* **EXERCISE AIM**:
In how many lines of the records does the string "corpus" appear? State only the number.

* **SUPPLIED ENTRIES**:
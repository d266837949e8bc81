// doc-search/src/extract.rs
//! Text decoding for corpus files.

use std::fs;
use std::path::Path;

use chardetng::EncodingDetector;
use encoding_rs::Encoding;

use crate::error::{Result, SearchError};

/// Read a corpus file, tolerating legacy encodings.
///
/// A byte-order mark wins outright; otherwise UTF-8 is tried first and
/// anything else goes through chardetng detection. A decode that still
/// produces replacement characters is reported as an error, and the
/// caller decides whether to skip the file.
pub fn read_document(path: &Path) -> Result<String> {
    let bytes = fs::read(path)?;

    if let Some((encoding, _bom_len)) = Encoding::for_bom(&bytes) {
        tracing::debug!("{} byte-order mark in {:?}", encoding.name(), path);
        return decode_bytes(encoding, &bytes, path);
    }

    if let Ok(text) = std::str::from_utf8(&bytes) {
        return Ok(text.to_owned());
    }

    let mut detector = EncodingDetector::new();
    detector.feed(&bytes, true);
    let encoding = detector.guess(None, true);
    tracing::debug!("detected {} for {:?}", encoding.name(), path);

    decode_bytes(encoding, &bytes, path)
}

fn decode_bytes(encoding: &'static Encoding, bytes: &[u8], path: &Path) -> Result<String> {
    let (decoded, used, had_errors) = encoding.decode(bytes);
    if had_errors {
        return Err(SearchError::Decode {
            path: path.to_path_buf(),
            encoding: used.name(),
        });
    }
    Ok(decoded.into_owned())
}

#[cfg(test)]
mod tests {
    use super::*;
    use std::fs;

    #[test]
    fn reads_utf8() {
        let dir = tempfile::tempdir().unwrap();
        let path = dir.path().join("doc.txt");
        fs::write(&path, "Hello World").unwrap();

        assert_eq!(read_document(&path).unwrap(), "Hello World");
    }

    #[test]
    fn reads_utf16_with_byte_order_mark() {
        let dir = tempfile::tempdir().unwrap();
        let path = dir.path().join("doc.txt");
        let mut bytes = vec![0xff, 0xfe];
        for unit in "Hola mundo".encode_utf16() {
            bytes.extend_from_slice(&unit.to_le_bytes());
        }
        fs::write(&path, bytes).unwrap();

        assert_eq!(read_document(&path).unwrap(), "Hola mundo");
    }

    #[test]
    fn truncated_utf16_is_a_decode_error() {
        let dir = tempfile::tempdir().unwrap();
        let path = dir.path().join("doc.txt");
        // UTF-16LE byte-order mark, one code unit, then a lone byte
        fs::write(&path, b"\xff\xfe\x41\x00\x42").unwrap();

        let err = read_document(&path).unwrap_err();
        assert!(matches!(err, SearchError::Decode { .. }));
    }
}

* **SOLUTION**:
2